Security Information and Event Management

Security information and event management, SIEM for short, is a solution that helps organizations detect, analyse, and respond to security threats before they harm business operations.

SIEM, pronounced “sim,” combines both security information management (SIM) and security event management (SEM) into one security management system. SIEM technology collects event log data from a range of sources, identifies activity that deviates from the norm with real-time analysis, and takes appropriate action.

In short, SIEM gives organizations visibility into activity within their network so they can respond swiftly to potential cyberattacks and meet compliance requirements.

In the past decade, SIEM technology has evolved to make threat detection and incident response smarter and faster with artificial intelligence.

Why is SIEM important?

SIEM makes it easier for enterprises to manage security by filtering massive amounts of security data and prioritizing the security alerts the software generates.

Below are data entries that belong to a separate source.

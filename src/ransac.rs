//! Random Sample Consensus (spec §4.E): repeatedly fit on a random minimal
//! sample, score by consensus size (tie-broken by consensus sum-of-squares),
//! and refine the winning sample's consensus twice.

use rand::Rng;

use crate::error::RlsqError;
use crate::ols;
use crate::problem::{Problem, Solution};

/// Validated hyperparameters for [`solve`].
#[derive(Debug, Clone, Copy, PartialEq)]
pub struct RansacOptions {
    pub sample_size: usize,
    pub min_consensus_size: usize,
    pub min_samples: usize,
    pub max_samples: usize,
    pub outlier_thres: f64,
}

impl RansacOptions {
    pub fn new(
        problem: &Problem,
        sample_size: usize,
        min_consensus_size: usize,
        min_samples: usize,
        max_samples: usize,
        outlier_thres: f64,
    ) -> Self {
        let nu = problem.nu();
        let nm = problem.nm();
        assert!(
            (nu..=nm).contains(&sample_size),
            "RansacOptions: sample_size out of [nu, nm] bounds"
        );
        assert!(
            (nu..=nm).contains(&min_consensus_size),
            "RansacOptions: min_consensus_size out of [nu, nm] bounds"
        );
        assert!(
            (1..=max_samples).contains(&min_samples),
            "RansacOptions: min_samples out of [1, max_samples] bounds"
        );
        assert!(outlier_thres > 0.0, "RansacOptions: outlier_thres must be positive");
        Self {
            sample_size,
            min_consensus_size,
            min_samples,
            max_samples,
            outlier_thres,
        }
    }
}

struct Consensus {
    size: usize,
    sqr: f64,
}

fn score(problem: &Problem, x: &[f64], outlier_thres: f64, residuals: &mut [f64]) -> Consensus {
    problem.find_residuals(x, residuals);
    let mut size = 0usize;
    let mut sqr = 0.0;
    for r in residuals.iter() {
        if r.abs() < outlier_thres {
            size += 1;
            sqr += r * r;
        }
    }
    Consensus { size, sqr }
}

/// Runs RANSAC on `problem`.
pub fn solve(
    problem: &Problem,
    opts: &RansacOptions,
    rng: &mut impl Rng,
) -> Result<Solution, RlsqError> {
    let nu = problem.nu();
    let nm = problem.nm();

    let mut best_x = vec![0.0; nu];
    let mut best = Consensus { size: 0, sqr: 0.0 };
    let mut residuals = vec![0.0; nm];

    for trial in 0..opts.max_samples {
        let sample = problem.trim(opts.sample_size, rng);
        let sample_sol = match ols::solve(&sample) {
            Ok(s) => s,
            Err(_) => continue,
        };

        let candidate = score(problem, &sample_sol.x, opts.outlier_thres, &mut residuals);

        if candidate.size > best.size || (candidate.size == best.size && candidate.sqr < best.sqr) {
            best = candidate;
            best_x.copy_from_slice(&sample_sol.x);
        }

        if (trial + 1) >= opts.min_samples && best.size >= opts.min_consensus_size {
            break;
        }
    }

    if best.size < opts.min_consensus_size {
        log::debug!(
            "ransac: best consensus {} rows, need {}",
            best.size,
            opts.min_consensus_size
        );
        return Err(RlsqError::NoConsensus {
            min_consensus_size: opts.min_consensus_size,
        });
    }

    problem.find_residuals(&best_x, &mut residuals);
    let consensus = problem.consensus_subset(&residuals, opts.outlier_thres);
    let round1 = ols::solve(&consensus)?;

    let mut solution = Solution::new(nu, nm);
    solution.x.copy_from_slice(&round1.x);
    problem.find_residuals(&solution.x, &mut solution.residuals);

    let consensus_refined = problem.consensus_subset(&solution.residuals, opts.outlier_thres);
    if consensus_refined.nm() < opts.min_consensus_size {
        return Err(RlsqError::NoConsensus {
            min_consensus_size: opts.min_consensus_size,
        });
    }

    let round2 = ols::solve(&consensus_refined)?;
    solution.x.copy_from_slice(&round2.x);
    problem.find_residuals(&solution.x, &mut solution.residuals);

    Ok(solution)
}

SIEM software enables organizations to detect incidents that may otherwise go undetected. The software analyzes the log entries to identify signs of malicious activity. In addition, since the system gathers events from different sources across the network, it can re-create the timeline of an attack, enabling an organization to determine the nature of the attack and its effect on the business.

A SIEM system can also help an organization meet compliance requirements by automatically generating reports that include all the logged security events among these sources. Without SIEM software, the company would have to gather log data and compile the reports manually.

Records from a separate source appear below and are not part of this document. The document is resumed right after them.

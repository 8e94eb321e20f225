//! Byte cursor shared by every frame decoder.
//!
//! All short reads surface as [`Error::TruncatedFrame`] naming the structure
//! being parsed, which is what makes the truncation contract hold uniformly
//! across the current and legacy formats.

use crate::error::{Error, Result};

#[derive(Debug, Clone)]
pub(crate) struct ByteReader<'a> {
    data: &'a [u8],
    pos: usize,
}

impl<'a> ByteReader<'a> {
    pub fn new(data: &'a [u8]) -> Self {
        Self { data, pos: 0 }
    }

    pub fn remaining(&self) -> usize {
        self.data.len() - self.pos
    }

    pub fn is_empty(&self) -> bool {
        self.remaining() == 0
    }

    /// Take `n` bytes or fail with `TruncatedFrame(what)`.
    pub fn bytes(&mut self, n: usize, what: &'static str) -> Result<&'a [u8]> {
        if self.remaining() < n {
            return Err(Error::TruncatedFrame(what));
        }
        let out = &self.data[self.pos..self.pos + n];
        self.pos += n;
        Ok(out)
    }

    pub fn u8(&mut self, what: &'static str) -> Result<u8> {
        Ok(self.bytes(1, what)?[0])
    }

    pub fn u16_le(&mut self, what: &'static str) -> Result<u16> {
        let b = self.bytes(2, what)?;
        Ok(u16::from_le_bytes([b[0], b[1]]))
    }

    pub fn u24_le(&mut self, what: &'static str) -> Result<u32> {
        let b = self.bytes(3, what)?;
        Ok(u32::from_le_bytes([b[0], b[1], b[2], 0]))
    }

    pub fn u32_le(&mut self, what: &'static str) -> Result<u32> {
        let b = self.bytes(4, what)?;
        Ok(u32::from_le_bytes([b[0], b[1], b[2], b[3]]))
    }

    /// Little-endian unsigned integer of `width` bytes (1, 2, 4 or 8).
    pub fn uint_le(&mut self, width: usize, what: &'static str) -> Result<u64> {
        let b = self.bytes(width, what)?;
        let mut out = 0u64;
        for (i, &byte) in b.iter().enumerate() {
            out |= (byte as u64) << (8 * i);
        }
        Ok(out)
    }
}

A SIEM system also enhances incident management by helping the company’s security team to uncover the route an attack takes across the network, identify the sources that were compromised and provide the automated tools to prevent the attacks in progress.

How does SIEM work?

SIEM tools gather event and log data created by host systems throughout a company’s infrastructure and bring that data together on a centralized platform. Host systems include applications, security devices, antivirus filters and firewalls. SIEM tools identify and sort the data into categories such as successful and failed logins, malware activity and other likely malicious activity.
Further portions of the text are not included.